I'd like to ask what some of you'd do in this situation.
First of all, I love my boyfriend and want what's best for him, but I also love myself (or am at least trying to) and want what's best for me as well. So, I'm trying to find the right compromise on this situation. Or at least understand it a bit better.
My boyfriend and I had a conversation about my unmet needs. I tried to be as calm and understanding as possible. I mentioned how him and I have discussed it in the past, but no change has happened, so I have to figure out how to cope with what will be lacking in my wants. I mentioned that if I don't make a change to feel more secure, our relationship might be on the line. He started crying, which was unusual for him, and was very supportive, and mentioned how much he wants us to be together.
I was surprised by that, and was happy that he was so happy with me.
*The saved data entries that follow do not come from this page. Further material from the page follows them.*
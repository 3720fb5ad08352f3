//! The event model: the sole persisted record in the event store.

use std::fmt;

use chrono::NaiveDate;
use serde::{Deserialize, Serialize};

/// An opaque taxon identifier. Numeric for NCBI, but treated as a text key
/// throughout so non-NCBI taxonomies (name-as-id schemes such as GTDB-Tk)
/// work without a separate code path.
#[derive(Debug, Clone, PartialEq, Eq, PartialOrd, Ord, Hash, Serialize, Deserialize)]
#[serde(transparent)]
pub struct TaxId(String);

impl TaxId {
    pub fn new(value: impl Into<String>) -> Self {
        Self(value.into())
    }

    pub fn as_str(&self) -> &str {
        &self.0
    }

    /// True if the id is composed entirely of ASCII digits, the heuristic
    /// `search_names` uses to decide whether a query looks like a tax ID.
    pub fn is_numeric(s: &str) -> bool {
        !s.is_empty() && s.bytes().all(|b| b.is_ascii_digit())
    }
}

impl fmt::Display for TaxId {
    fn fmt(&self, f: &mut fmt::Formatter<'_>) -> fmt::Result {
        f.write_str(&self.0)
    }
}

impl From<&str> for TaxId {
    fn from(value: &str) -> Self {
        Self(value.to_string())
    }
}

impl From<String> for TaxId {
    fn from(value: String) -> Self {
        Self(value)
    }
}

impl sqlx::Type<sqlx::Sqlite> for TaxId {
    fn type_info() -> <sqlx::Sqlite as sqlx::Database>::TypeInfo {
        <String as sqlx::Type<sqlx::Sqlite>>::type_info()
    }
}

impl<'q> sqlx::Encode<'q, sqlx::Sqlite> for TaxId {
    fn encode_by_ref(
        &self,
        buf: &mut Vec<sqlx::sqlite::SqliteArgumentValue<'q>>,
    ) -> Result<sqlx::encode::IsNull, Box<dyn std::error::Error + Send + Sync>> {
        <String as sqlx::Encode<'q, sqlx::Sqlite>>::encode(self.0.clone(), buf)
    }
}

impl<'r> sqlx::Decode<'r, sqlx::Sqlite> for TaxId {
    fn decode(
        value: <sqlx::Sqlite as sqlx::Database>::ValueRef<'r>,
    ) -> Result<Self, Box<dyn std::error::Error + Send + Sync>> {
        <String as sqlx::Decode<'r, sqlx::Sqlite>>::decode(value).map(TaxId)
    }
}

/// The kind of change an event records.
///
/// A historical `Merge` kind from early prototypes is collapsed into `Update`
/// here: a merge is represented as an `Update` that changes a taxon's parent.
#[derive(Debug, Clone, Copy, PartialEq, Eq, Serialize, Deserialize)]
pub enum EventKind {
    Create,
    Update,
    Delete,
}

impl EventKind {
    /// Storage representation. `Update` is stored as `"alter"` for backward
    /// compatibility with an earlier revision of this event log's format.
    pub fn as_storage_str(self) -> &'static str {
        match self {
            EventKind::Create => "create",
            EventKind::Update => "alter",
            EventKind::Delete => "delete",
        }
    }

    pub fn from_storage_str(s: &str) -> Option<Self> {
        match s {
            "create" => Some(EventKind::Create),
            "alter" => Some(EventKind::Update),
            "delete" => Some(EventKind::Delete),
            _ => None,
        }
    }
}

impl fmt::Display for EventKind {
    fn fmt(&self, f: &mut fmt::Formatter<'_>) -> fmt::Result {
        f.write_str(self.as_storage_str())
    }
}

/// A single taxonomic event: a taxon was created, updated, or deleted at a
/// given snapshot date.
#[derive(Debug, Clone, PartialEq, Eq, Serialize, Deserialize)]
pub struct Event {
    /// Row id in the event log. `None` for an event not yet appended;
    /// `get_children` uses this as the deterministic tie-break when two
    /// events share a `version_date` (higher id wins, i.e. ingested later).
    pub id: Option<i64>,
    pub event_kind: EventKind,
    pub tax_id: TaxId,
    pub version_date: NaiveDate,
    pub name: Option<String>,
    pub rank: Option<String>,
    pub parent_id: Option<TaxId>,
    pub source_id: i64,
}

impl Event {
    /// The `(rank, tax_id, parent_id, name)` signature `get_versions` diffs
    /// consecutive lineages against.
    pub fn lineage_signature(&self) -> (Option<&str>, &str, Option<&str>, Option<&str>) {
        (
            self.rank.as_deref(),
            self.tax_id.as_str(),
            self.parent_id.as_ref().map(TaxId::as_str),
            self.name.as_deref(),
        )
    }
}

/// One row per ingested snapshot; used to detect already-ingested inputs
/// and as the foreign key events reference for provenance.
#[derive(Debug, Clone, PartialEq, Eq, Serialize, Deserialize)]
pub struct TaxonomySource {
    pub source_id: i64,
    pub path: String,
    pub version_date: NaiveDate,
}

#[cfg(test)]
mod tests {
    use super::*;

    #[test]
    fn numeric_detection() {
        assert!(TaxId::is_numeric("9606"));
        assert!(!TaxId::is_numeric("9606a"));
        assert!(!TaxId::is_numeric(""));
    }

    #[test]
    fn event_kind_storage_round_trip() {
        for kind in [EventKind::Create, EventKind::Update, EventKind::Delete] {
            let s = kind.as_storage_str();
            assert_eq!(EventKind::from_storage_str(s), Some(kind));
        }
        assert_eq!(EventKind::Update.as_storage_str(), "alter");
    }

    #[test]
    fn lineage_signature_distinguishes_rename() {
        let base = Event {
            id: Some(1),
            event_kind: EventKind::Update,
            tax_id: TaxId::from("821"),
            version_date: NaiveDate::from_ymd_opt(2015, 1, 1).unwrap(),
            name: Some("Bacteroides vulgatus".to_string()),
            rank: Some("species".to_string()),
            parent_id: Some(TaxId::from("816")),
            source_id: 1,
        };
        let renamed = Event {
            name: Some("Phocaeicola vulgatus".to_string()),
            ..base.clone()
        };
        assert_ne!(base.lineage_signature(), renamed.lineage_signature());
    }
}
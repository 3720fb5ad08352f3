//! Taxonomy Time Machine CLI - Main entry point

use std::process;

use clap::Parser;
use tracing::error;
use ttm_cli::{commands, config::Config, Cli, Commands};
use ttm_common::logging::{init_logging, LogConfig, LogLevel, LogOutput};
use ttm_core::store::EventStore;

#[tokio::main]
async fn main() {
    dotenvy::dotenv().ok();
    let cli = Cli::parse();

    let mut log_config = LogConfig::from_env().unwrap_or_default();
    if cli.verbose {
        log_config.level = LogLevel::Debug;
        log_config.output = LogOutput::Console;
    }
    let _ = init_logging(&log_config);

    if let Err(e) = run(&cli).await {
        error!(error = %e, "command failed");
        eprintln!("Error: {e}");
        process::exit(1);
    }
}

async fn run(cli: &Cli) -> ttm_cli::Result<()> {
    let Some(ref command) = cli.command else {
        eprintln!("Error: a subcommand is required");
        process::exit(2);
    };

    let mut config = Config::from_env()?;
    if let Some(ref path) = cli.database_path {
        config.database_path = path.clone();
    }

    let store = EventStore::connect(&config.db_config()).await?;

    match command {
        Commands::Ingest { fixture } => commands::ingest::run(&store, fixture).await,
        Commands::Events { tax_id, as_of } => commands::events::run(&store, tax_id, *as_of).await,
        Commands::Lineage { tax_id, as_of } => commands::lineage::run(&store, tax_id, *as_of).await,
        Commands::Children { tax_id, as_of } => commands::children::run(&store, tax_id, *as_of).await,
        Commands::Versions { tax_id, as_of } => commands::versions::run(&store, tax_id, *as_of).await,
        Commands::Search { query, limit } => commands::search::run(&store, query, *limit).await,
        Commands::RandomSpecies => commands::random::run(&store).await,
    }
}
However, the next day, I felt the tug of needing him again. He and I had very little conversation. We did some sexual stuff together and cuddled a bit, then he left and continued to spend time alone. The thing is, I love him very much and want to spend a lot of my time with him. I'm okay with holding this feeling back since he and I need separate lives as well, and I know he'll be around to spend time with later. However, what should I make of this? He went back to spending a lot of time alone. I feel like it's probably my problem and that I'm being too clingy, so I've backed off from asking him to spend time with me a lot. I've been reading books on codependency, since the environment I grew up in and my temperament seem to indicate that learning to deal with its symptoms could help.
Has anyone gone through this? If your loved one did this, what would you do or change to cope?